Local model on coding has reached a certain threshold to be feasible for real work

Posted by Exciting-Camera3226@reddit | LocalLLaMA | View on Reddit | 41 comments

We ran open-weight 27B–32B models on Terminal-Bench 2.0 (89 tasks, terminal-bench-2.git @ 69671fb) through our agent harness. Best result was Qwen 3.6-27B at 38.2% (34/89) under the default per-task timeout — the same constraint the public leaderboard uses (Qwen's official post uses a more relaxed config) . We deliberately used the default setup for TB official leaderboard, because we wanted an apples-to-apples number against the verified leaderboard.

One interesting find is that MOE models still has a order of magnitude of improve in terms of inference speeds.

The interesting part isn't 38.2% in absolute terms — current verified SOTA is \~80% (GPT-5.5 / Opus 4.6 / Gemini 3.1 Pro). The interesting part is what 38.2% maps to in time.

Anchoring on model release dates of verified leaderboard entries:

Terminus 2 + Claude Opus 4.1 (released Aug 2025): 38.0%
Terminus 2 + GPT-5.1-Codex (Nov 2025): 36.9%
Claude Code + Sonnet 4.5 (Sep 2025): 40.1%
Codex CLI + GPT-5-Codex (Sep 2025): 44.3%

So today's best runnable-offline coding model lands roughly where the hosted frontier was in late 2025 — about a 6–8 month lag. That's the first time this has been close enough to matter for real deployments (regulated environments, air-gapped, on-prem CI, batch workloads).

more details on our blog: https://antigma.ai/blog/2026/04/24/offline-coding-models

[-]

false79@reddit

People who know what they are doing with local models have been doing real work for a while now. I'm talking about the devs who know what aspects of their role is manually repetative and automating it with agentic tooling, freeing up time to tackle more important tasks (or not).

[-]

my_name_isnt_clever@reddit

I first used GPT-2 in AI Dungeon back in 2020 and even that trash model could do some useful things with text. I was getting use out of local LLMs in the Llama 3 days.

They've gotten a hell of a lot more capable since then, but if you know how they work you don't need the pinnacle of frontier intelligence for AI to be useful.

[-]

false79@reddit

What I'm not finding helpful is people who are zero or one shotting prompts expecting magic, absolutely have zero clue what is happening within the LLM, and say it's useless.

It really comes down to breaking down tasks, providing access to required context, and letting the LLM's reasoning connect the dots faster than a human would.
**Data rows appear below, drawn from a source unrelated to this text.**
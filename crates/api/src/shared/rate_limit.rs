use std::{
    collections::HashMap,
    sync::Mutex,
};

use chrono::{DateTime, TimeDelta, Utc};

/// Entries are swept once the map grows past this, on access
const SWEEP_THRESHOLD: usize = 10_000;

#[derive(Debug, Clone, Copy, PartialEq, Eq, Hash)]
pub enum EndpointClass {
    Booking,
    Availability,
    Oauth,
}

impl EndpointClass {
    /// `(max requests, window length)` per class
    fn limit(&self) -> (u32, TimeDelta) {
        match self {
            EndpointClass::Booking => (10, TimeDelta::seconds(60)),
            EndpointClass::Availability => (30, TimeDelta::seconds(60)),
            EndpointClass::Oauth => (5, TimeDelta::seconds(60)),
        }
    }
}

/// Outcome of a limiter check
#[derive(Debug, Clone, Copy, PartialEq)]
pub struct RateLimitDecision {
    pub allowed: bool,
    pub remaining: u32,
    pub reset_at: DateTime<Utc>,
}

#[derive(Debug)]
struct Window {
    started_at: DateTime<Utc>,
    count: u32,
}

/// Fixed-window request counters per `(endpoint class, client key)`.
///
/// The only process-wide mutable state besides the token refresh locks;
/// access is mutually excluded and expired windows are evicted lazily.
#[derive(Default)]
pub struct RateLimiter {
    windows: Mutex<HashMap<(EndpointClass, String), Window>>,
}

impl RateLimiter {
    pub fn new() -> Self {
        Self::default()
    }

    pub fn check(
        &self,
        class: EndpointClass,
        client_key: &str,
        now: DateTime<Utc>,
    ) -> RateLimitDecision {
        let (max_requests, window_len) = class.limit();

        let mut windows = match self.windows.lock() {
            Ok(windows) => windows,
            Err(poisoned) => poisoned.into_inner(),
        };

        if windows.len() > SWEEP_THRESHOLD {
            windows.retain(|(class, _), w| w.started_at + class.limit().1 > now);
        }

        let window = windows
            .entry((class, client_key.to_string()))
            .or_insert(Window {
                started_at: now,
                count: 0,
            });

        // Expired windows restart on access
        if window.started_at + window_len <= now {
            window.started_at = now;
            window.count = 0;
        }

        let reset_at = window.started_at + window_len;
        if window.count >= max_requests {
            return RateLimitDecision {
                allowed: false,
                remaining: 0,
                reset_at,
            };
        }

        window.count += 1;
        RateLimitDecision {
            allowed: true,
            remaining: max_requests - window.count,
            reset_at,
        }
    }
}
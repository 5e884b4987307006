use slotbook_domain::{Calendar, ID};
use sqlx::{FromRow, PgPool, types::Uuid};
use tracing::{error, instrument};

use super::ICalendarRepo;

#[derive(Debug)]
pub struct PostgresCalendarRepo {
    pool: PgPool,
}

impl PostgresCalendarRepo {
    pub fn new(pool: PgPool) -> Self {
        Self { pool }
    }
}

#[derive(Debug, FromRow)]
struct CalendarRaw {
    calendar_uid: Uuid,
    account_uid: Uuid,
    external_id: String,
    name: String,
    writable: bool,
    selected_for_busy: bool,
}

impl From<CalendarRaw> for Calendar {
    fn from(c: CalendarRaw) -> Self {
        Self {
            id: c.calendar_uid.into(),
            account_id: c.account_uid.into(),
            external_id: c.external_id,
            name: c.name,
            writable: c.writable,
            selected_for_busy: c.selected_for_busy,
        }
    }
}

#[async_trait::async_trait]
impl ICalendarRepo for PostgresCalendarRepo {
    #[instrument(skip(self))]
    async fn insert(&self, calendar: &Calendar) -> anyhow::Result<()> {
        sqlx::query(
            r#"
            INSERT INTO calendars(
                calendar_uid,
                account_uid,
                external_id,
                name,
                writable,
                selected_for_busy
            )
            VALUES($1, $2, $3, $4, $5, $6)
            "#,
        )
        .bind(*calendar.id.as_ref())
        .bind(*calendar.account_id.as_ref())
        .bind(&calendar.external_id)
        .bind(&calendar.name)
        .bind(calendar.writable)
        .bind(calendar.selected_for_busy)
        .execute(&self.pool)
        .await
        .inspect_err(|err| {
            error!(
                "Unable to insert calendar: {:?}. DB returned error: {:?}",
                calendar, err
            );
        })?;

        Ok(())
    }

    #[instrument(skip(self))]
    async fn save(&self, calendar: &Calendar) -> anyhow::Result<()> {
        sqlx::query(
            r#"
            UPDATE calendars
            SET name = $2, writable = $3, selected_for_busy = $4
            WHERE calendar_uid = $1
            "#,
        )
        .bind(*calendar.id.as_ref())
        .bind(&calendar.name)
        .bind(calendar.writable)
        .bind(calendar.selected_for_busy)
        .execute(&self.pool)
        .await
        .inspect_err(|err| {
            error!(
                "Unable to save calendar: {:?}. DB returned error: {:?}",
                calendar, err
            );
        })?;

        Ok(())
    }

    #[instrument(skip(self))]
    async fn find(&self, calendar_id: &ID) -> anyhow::Result<Option<Calendar>> {
        let res: Option<CalendarRaw> = sqlx::query_as(
            r#"
            SELECT * FROM calendars
            WHERE calendar_uid = $1
            "#,
        )
        .bind(*calendar_id.as_ref())
        .fetch_optional(&self.pool)
        .await
        .inspect_err(|err| {
            error!(
                "Unable to find calendar {}. DB returned error: {:?}",
                calendar_id, err
            );
        })?;

        Ok(res.map(Into::into))
    }

    #[instrument(skip(self))]
    async fn find_multiple(&self, calendar_ids: Vec<&ID>) -> anyhow::Result<Vec<Calendar>> {
        let ids: Vec<Uuid> = calendar_ids.into_iter().map(|id| *id.as_ref()).collect();
        let res: Vec<CalendarRaw> = sqlx::query_as(
            r#"
            SELECT * FROM calendars
            WHERE calendar_uid = ANY($1)
            "#,
        )
        .bind(&ids)
        .fetch_all(&self.pool)
        .await
        .inspect_err(|err| {
            error!(
                "Unable to find calendars: {:?}. DB returned error: {:?}",
                ids, err
            );
        })?;

        Ok(res.into_iter().map(Into::into).collect())
    }

    #[instrument(skip(self))]
    async fn find_by_account(&self, account_id: &ID) -> anyhow::Result<Vec<Calendar>> {
        let res: Vec<CalendarRaw> = sqlx::query_as(
            r#"
            SELECT * FROM calendars
            WHERE account_uid = $1
            "#,
        )
        .bind(*account_id.as_ref())
        .fetch_all(&self.pool)
        .await
        .inspect_err(|err| {
            error!(
                "Unable to find calendars for account {}. DB returned error: {:?}",
                account_id, err
            );
        })?;

        Ok(res.into_iter().map(Into::into).collect())
    }

    #[instrument(skip(self))]
    async fn delete(&self, calendar_id: &ID) -> anyhow::Result<()> {
        sqlx::query(
            r#"
            DELETE FROM calendars
            WHERE calendar_uid = $1
            "#,
        )
        .bind(*calendar_id.as_ref())
        .execute(&self.pool)
        .await
        .inspect_err(|err| {
            error!(
                "Unable to delete calendar {}. DB returned error: {:?}",
                calendar_id, err
            );
        })?;

        Ok(())
    }
}
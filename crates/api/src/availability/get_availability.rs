use actix_web::{HttpRequest, HttpResponse, web};
use chrono::{Datelike, NaiveDate, TimeDelta};
use slotbook_api_structs::get_availability::{APIResponse, QueryParams};
use slotbook_domain::{ID, Slot, SlotsDate, TimeSpan, Tz, group_slots_by_date, timezone};
use slotbook_infra::SlotbookContext;

use tracing::warn;

use super::fetch_busy_snapshot;
use crate::{
    error::SlotbookError,
    shared::{
        rate_limit::{EndpointClass, RateLimiter},
        usecase::{UseCase, execute},
    },
};

pub async fn get_availability_controller(
    http_req: HttpRequest,
    query_params: web::Query<QueryParams>,
    ctx: web::Data<SlotbookContext>,
    limiter: web::Data<RateLimiter>,
) -> Result<HttpResponse, SlotbookError> {
    let client_key = http_req
        .connection_info()
        .realip_remote_addr()
        .unwrap_or("unknown")
        .to_string();
    let decision = limiter.check(
        EndpointClass::Availability,
        &client_key,
        ctx.sys.get_timestamp(),
    );
    if !decision.allowed {
        return Err(SlotbookError::RateLimited {
            reset_at: decision.reset_at,
        });
    }

    let query_params = query_params.into_inner();
    let usecase = GetAvailabilityUseCase {
        event_type_id: query_params.event_type_id,
        start_date: query_params.start_date,
        end_date: query_params.end_date,
        guest_timezone: query_params.timezone,
    };

    execute(usecase, &ctx)
        .await
        .map(|res| HttpResponse::Ok().json(APIResponse::new(res.dates, res.timezone)))
        .map_err(SlotbookError::from)
}

#[derive(Debug)]
pub(crate) struct GetAvailabilityUseCase {
    pub event_type_id: ID,
    /// Local date in the guest timezone, YYYY-MM-DD
    pub start_date: String,
    /// Local date in the guest timezone, YYYY-MM-DD, inclusive
    pub end_date: String,
    pub guest_timezone: Option<Tz>,
}

#[derive(Debug)]
pub(crate) struct AvailableDates {
    pub dates: Vec<SlotsDate>,
    pub timezone: Tz,
}

#[derive(Debug)]
pub(crate) enum UseCaseError {
    EventTypeNotFound(ID),
    InvalidDate(String),
    InvalidTimespan,
    InternalError,
}

impl From<UseCaseError> for SlotbookError {
    fn from(e: UseCaseError) -> Self {
        match e {
            UseCaseError::EventTypeNotFound(id) => {
                Self::NotFound(format!("Event type {} was not found", id))
            }
            UseCaseError::InvalidDate(date) => Self::BadClientData(format!(
                "Date {} is not a valid date of format YYYY-MM-DD",
                date
            )),
            UseCaseError::InvalidTimespan => {
                Self::BadClientData("The provided start_date and end_date is invalid".into())
            }
            UseCaseError::InternalError => Self::InternalError,
        }
    }
}

#[async_trait::async_trait]
impl UseCase for GetAvailabilityUseCase {
    type Response = AvailableDates;

    type Error = UseCaseError;

    const NAME: &'static str = "GetAvailability";

    async fn execute(&mut self, ctx: &SlotbookContext) -> Result<Self::Response, Self::Error> {
        let guest_tz = self.guest_timezone.unwrap_or(chrono_tz::UTC);

        let event_type = ctx
            .repos
            .event_types
            .find(&self.event_type_id)
            .await
            .map_err(|_| UseCaseError::InternalError)?
            .filter(|et| et.active)
            .ok_or_else(|| UseCaseError::EventTypeNotFound(self.event_type_id.clone()))?;

        let host = ctx
            .repos
            .hosts
            .find(&event_type.host_id)
            .await
            .map_err(|_| UseCaseError::InternalError)?
            .ok_or(UseCaseError::InternalError)?;

        // The requested range: guest-local midnight of the first day up to
        // the midnight after the last day
        let start_date = parse_date(&self.start_date)?;
        let end_date = parse_date(&self.end_date)?;
        let range_start = timezone::local_day_bounds(start_date, &guest_tz).0;
        let range_end = timezone::local_day_bounds(end_date, &guest_tz).1;

        let range = TimeSpan::new(range_start, range_end);
        if range.is_empty() || range.greater_than(ctx.config.availability_query_duration_limit) {
            return Err(UseCaseError::InvalidTimespan);
        }

        // Clamp to the effective window
        let now = ctx.sys.get_timestamp();
        let effective_start = range_start.max(now + event_type.minimum_notice());
        let effective_end = range_end.min(now + event_type.scheduling_window());
        if effective_start >= effective_end {
            return Ok(AvailableDates {
                dates: Vec::new(),
                timezone: guest_tz,
            });
        }
        let window = TimeSpan::new(effective_start, effective_end);

        // Snapshot of external busy blocks and the booking ledger; accounts
        // that fail contribute nothing (fail-open)
        let snapshot = fetch_busy_snapshot(&event_type, &host, &window, ctx)
            .await
            .map_err(|_| UseCaseError::InternalError)?;
        if !snapshot.failed_accounts.is_empty() {
            warn!(
                "Availability for event type {} computed without {} unreachable account(s)",
                event_type.id,
                snapshot.failed_accounts.len()
            );
        }

        // Walk each local day in the host timezone and keep the candidates
        // inside the effective window that clear the busy set
        let mut slots: Vec<Slot> = Vec::new();
        let mut day = timezone::to_local_wall(effective_start, &host.timezone).date();
        let last_day = timezone::to_local_wall(effective_end, &host.timezone).date();
        while day <= last_day {
            let candidates = slotbook_domain::enumerate_day(
                day,
                &event_type.working_hours_on(day.weekday()),
                event_type.duration(),
                event_type.slot_interval(),
                &host.timezone,
            );
            slots.extend(candidates.into_iter().filter(|slot| {
                slot.start >= effective_start
                    && slot.start < effective_end
                    && !snapshot.busy.conflicts(
                        slot.start,
                        slot.end,
                        event_type.buffer_before(),
                        event_type.buffer_after(),
                    )
            }));
            day += TimeDelta::days(1);
        }

        slots.sort_by_key(|s| s.start);

        Ok(AvailableDates {
            dates: group_slots_by_date(slots, &guest_tz),
            timezone: guest_tz,
        })
    }
}

fn parse_date(value: &str) -> Result<NaiveDate, UseCaseError> {
    NaiveDate::parse_from_str(value, "%Y-%m-%d")
        .map_err(|_| UseCaseError::InvalidDate(value.to_string()))
}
Even 4B models can do amazing time saving things, again if you know how they work.

[-]

the3dwin@reddit

Very very curious your workflow to get 4B models to give amazing results. The smaller models are fastest so again very very curious on your workflow. Please share.

[-]

false79@reddit

You can try it in a coding harness. Keep your tasks very lightweight and small, reference the files that need to be updated as part of the context or provide the fields and methods for the new class you need to make.

[-]

the3dwin@reddit

Thanks.

Just started hearing about "coding harness" any resources you recommend is highly appreciated.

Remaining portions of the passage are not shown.